My flatmate used to go crazy over crispy aromatic duck in the UK, and would this dish whenever we ate out. To me, the crispy aromatic duck was a sad version of the Peking duck because the skin wasn’t as crispy and the meat was dry and stringy.
But Peking duck is a whole different story, especially when it’s done right. I can never turn down a meal of Peking duck so when Mei Yee asked me to dinner at Hilton Petaling Jaya, I immediately said yes. We were all in glee when Master Chef Lee brought out a large, freshly roasted duck (approximately 3kg) from his kitchen.
We were served two types of Peking duck roll — traditional and fruit flavour. I liked the traditional version better. Wrapped with steamed pancake, the crisp, lacquered duck skin was accompanied by slivers of scallion, julienne cucumber and smoky sweet sauce. I didn’t care much for the fruit roll, as I thought the fruit slices masked the crisp and unctuous quality of the Peking duck.
The chilled salsa duck roll was a breath of fresh air compared to the common Peking duck dishes we often find in restaurants. While the others found the translucent skin tough, mine was firm yet lightly chewy. I reckon I was lucky that night.
Most of the people on my table ordered the braised duck soup with sea cucumber and herbs, which I regretted not having. For something relatively clear, this soup was brimming with herb flavour and duck essence. My braised shark’s fin soup although adequately prepared, was outshone by the delicious duck soup.
Cod fish is often steamed with light soy sauce and topped with chopped spring onions. At Toh Yuen, this was pan-fried and topped with sweet and spicy sauce. The sweet-spicy sauce was mild and complemented the sweetness of the cod. A pity we were only given one portion; I wouldn’t mind another serve of this.

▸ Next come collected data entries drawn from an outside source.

//! Perona-Malik anisotropic diffusion
//!
//! Edge-preserving smoothing: each iteration moves every interior pixel
//! toward its four neighbors, weighted by a conductance that falls off
//! with the size of the local gradient. Large steps (edges) diffuse
//! little; small steps (noise) are flattened.

use crate::{FilterError, FilterResult, check_grayscale};
use vein_core::{FPix, Pix, Rounding};

/// Diffusion parameters
#[derive(Debug, Clone, Copy, PartialEq)]
pub struct DiffusionParams {
    /// Number of iterations
    pub iterations: u32,
    /// Gradient scale of the conductance `exp(-(d / kappa)^2)`
    pub kappa: f32,
    /// Step size of each update
    pub gamma: f32,
}

impl Default for DiffusionParams {
    fn default() -> Self {
        Self {
            iterations: 5,
            kappa: 100.0,
            gamma: 0.1,
        }
    }
}

#[inline]
fn flux(neighbor: f32, center: f32, kappa: f32) -> f32 {
    let d = neighbor - center;
    let s = d / kappa;
    (-(s * s)).exp() * d
}

/// Run one Jacobi step of diffusion on `src` into `dst`.
///
/// Border pixels are copied through unchanged.
fn diffuse_step(src: &FPix, dst: &mut FPix, params: &DiffusionParams) {
    let (w, h) = src.dimensions();
    dst.data_mut().copy_from_slice(src.data());

    for y in 1..h - 1 {
        let up = src.row(y - 1);
        let row = src.row(y);
        let down = src.row(y + 1);
        let out = dst.row_mut(y);
        for x in 1..(w - 1) as usize {
            let c = row[x];
            let sum = flux(up[x], c, params.kappa)
                + flux(down[x], c, params.kappa)
                + flux(row[x - 1], c, params.kappa)
                + flux(row[x + 1], c, params.kappa);
            out[x] = c + params.gamma * sum;
        }
    }
}

/// Apply anisotropic diffusion to an 8 bpp image.
///
/// The state is kept in `f32`; values are clipped to `[0, 255]` and
/// truncated only after the last iteration. Images with fewer than three
/// rows or columns have no interior and come back unchanged.
///
/// # Errors
///
/// Returns an error if the image is not 8 bpp or `kappa` is not positive.
pub fn anisotropic_diffusion(pix: &Pix, params: &DiffusionParams) -> FilterResult<Pix> {
    check_grayscale(pix)?;
    if params.kappa.is_nan() || params.kappa <= 0.0 {
        return Err(FilterError::InvalidParameters(format!(
            "kappa must be > 0, got {}",
            params.kappa
        )));
    }

    let (w, h) = pix.dimensions();
    if w < 3 || h < 3 || params.iterations == 0 {
        return Ok(pix.clone());
    }

    let mut cur = FPix::from_pix(pix)?;
    let mut next = cur.clone();
    for _ in 0..params.iterations {
        diffuse_step(&cur, &mut next, params);
        std::mem::swap(&mut cur, &mut next);
    }

    Ok(cur.to_pix(Rounding::Truncate)?)
}

#[cfg(test)]
mod tests {
    use super::*;
    use vein_core::PixelDepth;

    fn gray(w: u32, h: u32, f: impl Fn(u32, u32) -> u8) -> Pix {
        let mut pm = Pix::new(w, h, PixelDepth::Bit8).unwrap().to_mut();
        for y in 0..h {
            for x in 0..w {
                pm.set_pixel_unchecked(x, y, f(x, y) as u32);
            }
        }
        pm.into()
    }

    #[test]
    fn test_uniform_is_fixed_point() {
        let pix = gray(9, 7, |_, _| 87);
        let out = anisotropic_diffusion(&pix, &DiffusionParams::default()).unwrap();
        assert_eq!(out.data(), pix.data());
    }

    #[test]
    fn test_single_spike_one_step() {
        // One iteration: the spike loses 0.1 * 4 * exp(-1) * 100
        let pix = gray(5, 5, |x, y| if (x, y) == (2, 2) { 100 } else { 0 });
        let params = DiffusionParams {
            iterations: 1,
            ..Default::default()
        };
        let out = anisotropic_diffusion(&pix, &params).unwrap();
        let expected_center = 100.0 - 0.1 * 4.0 * (-1.0f32).exp() * 100.0;
        assert_eq!(out.get_pixel(2, 2), Some(expected_center as u32));
        let expected_neighbor = 0.1 * (-1.0f32).exp() * 100.0;
        assert_eq!(out.get_pixel(2, 1), Some(expected_neighbor as u32));
        assert_eq!(out.get_pixel(0, 0), Some(0));
    }

    #[test]
    fn test_border_untouched() {
        let pix = gray(6, 6, |x, y| ((x * 37 + y * 11) % 256) as u8);
        let out = anisotropic_diffusion(&pix, &DiffusionParams::default()).unwrap();
        for i in 0..6 {
            assert_eq!(out.get_pixel(i, 0), pix.get_pixel(i, 0));
            assert_eq!(out.get_pixel(i, 5), pix.get_pixel(i, 5));
            assert_eq!(out.get_pixel(0, i), pix.get_pixel(0, i));
            assert_eq!(out.get_pixel(5, i), pix.get_pixel(5, i));
        }
    }

    #[test]
    fn test_thin_images_unchanged() {
        let pix = gray(2, 9, |x, y| (x * 100 + y) as u8);
        let out = anisotropic_diffusion(&pix, &DiffusionParams::default()).unwrap();
        assert_eq!(out.data(), pix.data());
    }

    #[test]
    fn test_rejects_bad_input() {
        let bin = Pix::new(4, 4, PixelDepth::Bit1).unwrap();
        assert!(anisotropic_diffusion(&bin, &DiffusionParams::default()).is_err());
        let pix = gray(4, 4, |_, _| 0);
        let params = DiffusionParams {
            kappa: 0.0,
            ..Default::default()
        };
        assert!(anisotropic_diffusion(&pix, &params).is_err());
    }
}
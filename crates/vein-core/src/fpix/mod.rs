//! FPix - Floating-point image
//!
//! `FPix` is a 2D array of `f32` values used for the intermediate results
//! of the pipeline (diffusion state, local means and deviations,
//! thresholds) where integer precision is insufficient.
//!
//! # Examples
//!
//! ```
//! use vein_core::FPix;
//!
//! let mut fpix = FPix::new(100, 100).unwrap();
//! fpix.set_pixel(10, 20, 0.5).unwrap();
//! assert_eq!(fpix.get_pixel(10, 20).unwrap(), 0.5);
//! ```

use crate::error::{Error, Result};
use crate::pix::{Pix, PixelDepth};

/// How to round values when converting FPix to an 8 bpp Pix.
///
/// Values are always clamped to `[0, 255]`.
#[derive(Debug, Clone, Copy, PartialEq, Eq, Default)]
pub enum Rounding {
    /// Discard the fractional part
    Truncate,
    /// Round half away from zero
    HalfUp,
    /// Round half to even
    #[default]
    HalfEven,
}

impl Rounding {
    /// Apply this rounding mode and clamp to the 8-bit range.
    #[inline]
    pub fn apply(self, value: f32) -> u8 {
        let v = match self {
            Rounding::Truncate => value.trunc(),
            Rounding::HalfUp => value.round(),
            Rounding::HalfEven => value.round_ties_even(),
        };
        v.clamp(0.0, 255.0) as u8
    }
}

/// Floating-point image
///
/// # Memory Layout
///
/// Data is stored in row-major order with no padding. The pixel at (x, y)
/// is at index `y * width + x`.
#[derive(Debug, Clone, PartialEq)]
pub struct FPix {
    /// Width in pixels
    width: u32,
    /// Height in pixels
    height: u32,
    /// Pixel data (row-major, no padding)
    data: Vec<f32>,
}

impl FPix {
    /// Create a new FPix with all pixels set to zero
    ///
    /// # Errors
    ///
    /// Returns `Error::InvalidDimension` if width or height is 0.
    pub fn new(width: u32, height: u32) -> Result<Self> {
        Self::new_with_value(width, height, 0.0)
    }

    /// Create a new FPix with all pixels set to the specified value
    ///
    /// # Errors
    ///
    /// Returns `Error::InvalidDimension` if width or height is 0.
    pub fn new_with_value(width: u32, height: u32, value: f32) -> Result<Self> {
        if width == 0 || height == 0 {
            return Err(Error::InvalidDimension { width, height });
        }

        let size = (width as usize) * (height as usize);
        Ok(FPix {
            width,
            height,
            data: vec![value; size],
        })
    }

    /// Create a FPix from raw row-major data
    ///
    /// # Errors
    ///
    /// Returns an error if dimensions are 0 or `data.len() != width * height`.
    pub fn from_data(width: u32, height: u32, data: Vec<f32>) -> Result<Self> {
        if width == 0 || height == 0 {
            return Err(Error::InvalidDimension { width, height });
        }
        let expected = (width as usize) * (height as usize);
        if data.len() != expected {
            return Err(Error::InvalidParameter(format!(
                "data length {} doesn't match {}x{} = {}",
                data.len(),
                width,
                height,
                expected
            )));
        }
        Ok(FPix {
            width,
            height,
            data,
        })
    }

    /// Get the width
    #[inline]
    pub fn width(&self) -> u32 {
        self.width
    }

    /// Get the height
    #[inline]
    pub fn height(&self) -> u32 {
        self.height
    }

    /// Get `(width, height)`
    #[inline]
    pub fn dimensions(&self) -> (u32, u32) {
        (self.width, self.height)
    }

    /// Get a pixel value
    ///
    /// # Errors
    ///
    /// Returns `Error::IndexOutOfBounds` if the coordinates are out of bounds.
    pub fn get_pixel(&self, x: u32, y: u32) -> Result<f32> {
        self.check_bounds(x, y)?;
        Ok(self.get_pixel_unchecked(x, y))
    }

    /// Set a pixel value
    ///
    /// # Errors
    ///
    /// Returns `Error::IndexOutOfBounds` if the coordinates are out of bounds.
    pub fn set_pixel(&mut self, x: u32, y: u32, value: f32) -> Result<()> {
        self.check_bounds(x, y)?;
        self.set_pixel_unchecked(x, y, value);
        Ok(())
    }

    fn check_bounds(&self, x: u32, y: u32) -> Result<()> {
        if x >= self.width {
            return Err(Error::IndexOutOfBounds {
                index: x as usize,
                len: self.width as usize,
            });
        }
        if y >= self.height {
            return Err(Error::IndexOutOfBounds {
                index: y as usize,
                len: self.height as usize,
            });
        }
        Ok(())
    }

    /// Get a pixel value without bounds checking
    #[inline]
    pub fn get_pixel_unchecked(&self, x: u32, y: u32) -> f32 {
        self.data[(y as usize) * (self.width as usize) + (x as usize)]
    }

    /// Set a pixel value without bounds checking
    #[inline]
    pub fn set_pixel_unchecked(&mut self, x: u32, y: u32, value: f32) {
        let idx = (y as usize) * (self.width as usize) + (x as usize);
        self.data[idx] = value;
    }

    /// Get raw access to the data
    #[inline]
    pub fn data(&self) -> &[f32] {
        &self.data
    }

    /// Get mutable access to the data
    #[inline]
    pub fn data_mut(&mut self) -> &mut [f32] {
        &mut self.data
    }

    /// Get a row of data
    ///
    /// # Panics
    ///
    /// Panics if `y >= height`.
    #[inline]
    pub fn row(&self, y: u32) -> &[f32] {
        let start = (y as usize) * (self.width as usize);
        &self.data[start..start + self.width as usize]
    }

    /// Get a mutable row of data
    #[inline]
    pub fn row_mut(&mut self, y: u32) -> &mut [f32] {
        let start = (y as usize) * (self.width as usize);
        let end = start + self.width as usize;
        &mut self.data[start..end]
    }

    /// Create an FPix from an 8 bpp or 1 bpp Pix.
    ///
    /// 1 bpp pixels become 0.0 or 1.0.
    ///
    /// # Errors
    ///
    /// Returns `Error::UnsupportedDepth` for 32 bpp input.
    pub fn from_pix(pix: &Pix) -> Result<Self> {
        if pix.depth() == PixelDepth::Bit32 {
            return Err(Error::UnsupportedDepth(32));
        }
        let (w, h) = pix.dimensions();
        let mut data = Vec::with_capacity((w as usize) * (h as usize));
        for y in 0..h {
            for x in 0..w {
                data.push(pix.get_pixel_unchecked(x, y) as f32);
            }
        }
        FPix::from_data(w, h, data)
    }

    /// Convert to an 8 bpp Pix, clamping to `[0, 255]` after rounding.
    pub fn to_pix(&self, rounding: Rounding) -> Result<Pix> {
        let mut pm = Pix::new(self.width, self.height, PixelDepth::Bit8)?
            .try_into_mut()
            .unwrap();
        for y in 0..self.height {
            for (x, &v) in self.row(y).iter().enumerate() {
                pm.set_pixel_unchecked(x as u32, y, rounding.apply(v) as u32);
            }
        }
        Ok(pm.into())
    }

    /// Minimum value, or `None` if any value is NaN
    pub fn min_value(&self) -> Option<f32> {
        self.data
            .iter()
            .copied()
            .try_fold(f32::INFINITY, |m, v| (!v.is_nan()).then(|| m.min(v)))
    }

    /// Maximum value, or `None` if any value is NaN
    pub fn max_value(&self) -> Option<f32> {
        self.data
            .iter()
            .copied()
            .try_fold(f32::NEG_INFINITY, |m, v| (!v.is_nan()).then(|| m.max(v)))
    }

    /// Mean value (accumulated in f64)
    pub fn mean(&self) -> f32 {
        let sum: f64 = self.data.iter().map(|&v| v as f64).sum();
        (sum / self.data.len() as f64) as f32
    }
}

One of my favorite dishes that night was the braised broccoli with sea cucumber and prawn. The broccoli still retained a crunchy texture and the prawn was fairly large, plump and succulent. I also enjoyed the sea cucumber, which was soft and tender without being mushy.
The claypot braised duck rice smelt wonderful when it was placed on our table. The duck was tender and falling off the done, but I found the rice slightly under-seasoned. Good thing a drizzle of soy sauce fixed this.
Dessert was coffee pudding and a platter of fresh fruits. The pudding was wobbly yet firm enough to hold its shape, with a light coffee flavour. Simple, but I enjoyed this. Definitely more interesting compared to the usual mango pudding.
The Imperial Peking Duck promotion comprises two set menu priced at RM99++ per pax and RM108++ per pax. Alternatively, you can order the whole bird for RM128++, which includes the Peking Duck Roll and a dish of your choice, using the remaining duck meat. Thanks Mei Yee, for the invite and Hilton Petaling Jaya for hosting us!
Food: 6.5/10 (pork-free)
Verdict: If you’re a fan of Peking Duck, head over to Toh Yuen for some!